* _Required work_: In the listing below, find the line containing "worker holds the" and the line containing "suggestion for display". Repeat exactly those two lines and every line between them, nothing more.

────────

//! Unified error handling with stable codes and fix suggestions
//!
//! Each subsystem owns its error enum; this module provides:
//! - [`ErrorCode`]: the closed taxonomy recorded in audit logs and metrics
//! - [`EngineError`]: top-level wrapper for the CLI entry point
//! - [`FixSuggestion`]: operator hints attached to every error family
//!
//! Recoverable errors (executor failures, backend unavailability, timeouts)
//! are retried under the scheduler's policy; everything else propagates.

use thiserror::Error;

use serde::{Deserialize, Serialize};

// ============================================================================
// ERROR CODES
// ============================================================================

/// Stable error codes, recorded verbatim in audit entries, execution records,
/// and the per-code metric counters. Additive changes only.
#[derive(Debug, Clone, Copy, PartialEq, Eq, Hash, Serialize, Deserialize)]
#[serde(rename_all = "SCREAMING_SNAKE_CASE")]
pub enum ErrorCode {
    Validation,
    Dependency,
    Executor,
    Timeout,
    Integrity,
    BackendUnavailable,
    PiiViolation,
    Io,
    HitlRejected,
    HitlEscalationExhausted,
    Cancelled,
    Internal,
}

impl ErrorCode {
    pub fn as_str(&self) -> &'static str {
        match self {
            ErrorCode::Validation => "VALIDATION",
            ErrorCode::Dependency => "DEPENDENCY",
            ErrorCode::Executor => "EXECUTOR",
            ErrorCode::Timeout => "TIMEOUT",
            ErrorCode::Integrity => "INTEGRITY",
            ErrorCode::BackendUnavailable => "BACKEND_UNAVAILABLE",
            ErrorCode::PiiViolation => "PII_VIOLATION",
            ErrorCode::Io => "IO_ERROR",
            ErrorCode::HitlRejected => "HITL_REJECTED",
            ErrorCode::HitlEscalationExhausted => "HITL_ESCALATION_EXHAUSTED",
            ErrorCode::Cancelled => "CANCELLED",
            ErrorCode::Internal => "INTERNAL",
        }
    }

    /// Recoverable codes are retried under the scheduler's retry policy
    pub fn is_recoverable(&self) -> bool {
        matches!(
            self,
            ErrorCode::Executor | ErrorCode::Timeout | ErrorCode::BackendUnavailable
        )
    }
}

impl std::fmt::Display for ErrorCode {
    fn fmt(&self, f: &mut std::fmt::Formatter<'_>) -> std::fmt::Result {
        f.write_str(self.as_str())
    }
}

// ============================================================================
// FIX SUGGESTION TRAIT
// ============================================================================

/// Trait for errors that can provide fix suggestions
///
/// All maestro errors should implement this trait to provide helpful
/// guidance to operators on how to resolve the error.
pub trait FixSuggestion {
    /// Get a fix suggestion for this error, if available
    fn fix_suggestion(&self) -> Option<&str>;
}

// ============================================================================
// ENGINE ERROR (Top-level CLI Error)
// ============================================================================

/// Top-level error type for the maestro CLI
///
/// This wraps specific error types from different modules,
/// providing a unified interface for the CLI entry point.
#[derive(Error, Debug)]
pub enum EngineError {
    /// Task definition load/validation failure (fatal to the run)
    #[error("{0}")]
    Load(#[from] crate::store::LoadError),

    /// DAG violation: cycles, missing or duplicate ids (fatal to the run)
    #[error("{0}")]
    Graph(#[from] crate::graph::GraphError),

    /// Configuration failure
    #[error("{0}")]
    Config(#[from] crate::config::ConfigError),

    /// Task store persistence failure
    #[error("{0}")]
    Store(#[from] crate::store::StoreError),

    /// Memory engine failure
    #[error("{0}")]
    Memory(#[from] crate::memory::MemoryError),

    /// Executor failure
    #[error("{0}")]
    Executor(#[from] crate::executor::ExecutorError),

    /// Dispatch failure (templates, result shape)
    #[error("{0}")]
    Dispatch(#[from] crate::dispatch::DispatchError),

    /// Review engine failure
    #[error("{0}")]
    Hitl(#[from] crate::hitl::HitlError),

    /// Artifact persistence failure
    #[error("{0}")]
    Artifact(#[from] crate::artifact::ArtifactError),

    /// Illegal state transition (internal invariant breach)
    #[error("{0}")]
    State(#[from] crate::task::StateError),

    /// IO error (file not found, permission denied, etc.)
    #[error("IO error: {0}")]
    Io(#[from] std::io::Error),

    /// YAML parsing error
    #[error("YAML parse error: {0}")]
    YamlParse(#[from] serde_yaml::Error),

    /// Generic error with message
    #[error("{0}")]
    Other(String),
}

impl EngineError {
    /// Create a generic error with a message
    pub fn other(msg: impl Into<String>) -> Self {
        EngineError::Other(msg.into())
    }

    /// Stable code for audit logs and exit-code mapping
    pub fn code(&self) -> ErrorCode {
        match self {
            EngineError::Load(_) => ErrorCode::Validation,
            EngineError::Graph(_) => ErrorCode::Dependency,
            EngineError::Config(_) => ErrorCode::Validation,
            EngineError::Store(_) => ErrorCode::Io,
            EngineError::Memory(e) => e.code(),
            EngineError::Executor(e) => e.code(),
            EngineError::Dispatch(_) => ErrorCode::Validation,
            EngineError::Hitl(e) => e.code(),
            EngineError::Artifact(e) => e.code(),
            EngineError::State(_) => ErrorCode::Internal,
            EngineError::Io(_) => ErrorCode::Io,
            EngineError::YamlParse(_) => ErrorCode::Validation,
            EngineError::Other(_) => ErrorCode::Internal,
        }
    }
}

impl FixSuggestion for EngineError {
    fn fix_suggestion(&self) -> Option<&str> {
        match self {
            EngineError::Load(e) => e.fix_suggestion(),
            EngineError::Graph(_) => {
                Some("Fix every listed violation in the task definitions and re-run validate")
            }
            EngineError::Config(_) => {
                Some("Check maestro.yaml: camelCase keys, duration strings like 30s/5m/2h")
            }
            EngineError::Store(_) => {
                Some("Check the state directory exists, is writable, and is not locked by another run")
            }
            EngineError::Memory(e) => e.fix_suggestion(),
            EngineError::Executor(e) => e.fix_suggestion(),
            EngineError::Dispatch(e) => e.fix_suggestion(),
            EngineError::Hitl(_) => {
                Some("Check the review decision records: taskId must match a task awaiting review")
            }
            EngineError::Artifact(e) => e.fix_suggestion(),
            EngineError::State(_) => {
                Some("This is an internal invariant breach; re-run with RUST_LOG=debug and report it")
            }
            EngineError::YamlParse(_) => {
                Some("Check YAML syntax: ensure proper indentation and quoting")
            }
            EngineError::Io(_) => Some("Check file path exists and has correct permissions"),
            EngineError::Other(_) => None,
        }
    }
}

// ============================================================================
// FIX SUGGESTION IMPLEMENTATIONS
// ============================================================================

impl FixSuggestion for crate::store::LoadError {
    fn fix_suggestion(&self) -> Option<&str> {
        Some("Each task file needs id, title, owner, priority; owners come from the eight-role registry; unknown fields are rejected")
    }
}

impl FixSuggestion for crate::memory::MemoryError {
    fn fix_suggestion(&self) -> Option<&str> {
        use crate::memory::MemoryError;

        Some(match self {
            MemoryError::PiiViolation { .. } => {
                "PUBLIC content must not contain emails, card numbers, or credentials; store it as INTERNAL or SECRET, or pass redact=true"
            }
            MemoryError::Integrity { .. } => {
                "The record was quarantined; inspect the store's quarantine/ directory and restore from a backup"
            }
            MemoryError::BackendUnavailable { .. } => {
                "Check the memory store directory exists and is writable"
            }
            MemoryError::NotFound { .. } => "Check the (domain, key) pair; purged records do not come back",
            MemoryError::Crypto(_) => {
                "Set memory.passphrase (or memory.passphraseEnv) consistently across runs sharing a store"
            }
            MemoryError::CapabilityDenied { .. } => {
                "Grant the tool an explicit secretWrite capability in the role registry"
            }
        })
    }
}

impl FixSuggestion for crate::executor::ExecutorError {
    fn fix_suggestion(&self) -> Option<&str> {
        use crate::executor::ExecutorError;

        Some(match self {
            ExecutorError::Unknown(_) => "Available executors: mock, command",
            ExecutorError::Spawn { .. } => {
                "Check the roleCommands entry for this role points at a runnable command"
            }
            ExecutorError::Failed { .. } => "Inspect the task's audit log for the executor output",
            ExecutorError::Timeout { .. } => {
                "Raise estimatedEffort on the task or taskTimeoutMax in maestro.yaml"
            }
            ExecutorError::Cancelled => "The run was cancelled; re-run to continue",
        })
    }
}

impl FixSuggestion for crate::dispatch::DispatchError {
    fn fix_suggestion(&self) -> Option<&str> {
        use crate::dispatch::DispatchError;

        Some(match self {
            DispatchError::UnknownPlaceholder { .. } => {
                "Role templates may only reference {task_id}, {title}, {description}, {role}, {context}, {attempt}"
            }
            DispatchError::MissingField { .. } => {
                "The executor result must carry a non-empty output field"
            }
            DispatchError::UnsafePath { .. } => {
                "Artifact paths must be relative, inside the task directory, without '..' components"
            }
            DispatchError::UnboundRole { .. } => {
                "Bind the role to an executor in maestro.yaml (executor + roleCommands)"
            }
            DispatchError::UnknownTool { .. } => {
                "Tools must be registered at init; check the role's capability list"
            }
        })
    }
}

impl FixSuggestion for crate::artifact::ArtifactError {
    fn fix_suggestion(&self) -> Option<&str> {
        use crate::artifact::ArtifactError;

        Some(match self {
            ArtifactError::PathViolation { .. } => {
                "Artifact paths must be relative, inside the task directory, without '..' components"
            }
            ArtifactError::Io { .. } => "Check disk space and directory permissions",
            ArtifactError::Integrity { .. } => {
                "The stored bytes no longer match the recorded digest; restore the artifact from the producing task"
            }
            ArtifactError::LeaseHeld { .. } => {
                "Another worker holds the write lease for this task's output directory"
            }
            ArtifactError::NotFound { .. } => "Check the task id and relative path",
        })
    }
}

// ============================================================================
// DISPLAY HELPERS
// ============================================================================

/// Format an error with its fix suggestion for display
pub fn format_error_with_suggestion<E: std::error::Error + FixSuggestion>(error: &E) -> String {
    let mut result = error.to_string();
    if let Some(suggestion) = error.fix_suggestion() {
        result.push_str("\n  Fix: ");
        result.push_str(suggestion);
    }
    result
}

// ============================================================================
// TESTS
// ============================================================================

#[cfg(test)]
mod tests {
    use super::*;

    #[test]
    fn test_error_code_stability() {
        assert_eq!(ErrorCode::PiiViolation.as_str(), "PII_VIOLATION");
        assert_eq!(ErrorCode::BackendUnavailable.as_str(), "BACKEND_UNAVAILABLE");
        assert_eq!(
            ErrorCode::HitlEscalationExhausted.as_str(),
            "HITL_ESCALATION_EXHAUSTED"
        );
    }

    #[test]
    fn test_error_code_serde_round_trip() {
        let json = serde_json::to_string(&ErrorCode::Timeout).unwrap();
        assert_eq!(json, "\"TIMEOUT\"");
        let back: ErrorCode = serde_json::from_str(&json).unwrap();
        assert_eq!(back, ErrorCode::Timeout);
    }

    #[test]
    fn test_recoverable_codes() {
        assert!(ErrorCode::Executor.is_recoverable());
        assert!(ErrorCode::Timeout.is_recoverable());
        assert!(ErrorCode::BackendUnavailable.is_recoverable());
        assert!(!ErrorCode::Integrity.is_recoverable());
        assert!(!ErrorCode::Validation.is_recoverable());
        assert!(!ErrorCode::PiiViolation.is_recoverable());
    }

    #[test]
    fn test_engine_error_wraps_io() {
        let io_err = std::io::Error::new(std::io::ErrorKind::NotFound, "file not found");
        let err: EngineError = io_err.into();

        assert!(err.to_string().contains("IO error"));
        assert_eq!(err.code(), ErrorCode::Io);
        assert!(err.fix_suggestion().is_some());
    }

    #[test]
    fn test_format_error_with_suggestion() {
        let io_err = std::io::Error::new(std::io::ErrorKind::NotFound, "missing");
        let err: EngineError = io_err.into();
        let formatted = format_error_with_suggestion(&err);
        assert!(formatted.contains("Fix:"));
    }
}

────────

* _Completed task_:
                "Another worker holds the write lease for this task's output directory"
            }
            ArtifactError::NotFound { .. } => "Check the task id and relative path",
        })
    }
}

// ============================================================================
// DISPLAY HELPERS
// ============================================================================

/// Format an error with its fix suggestion for display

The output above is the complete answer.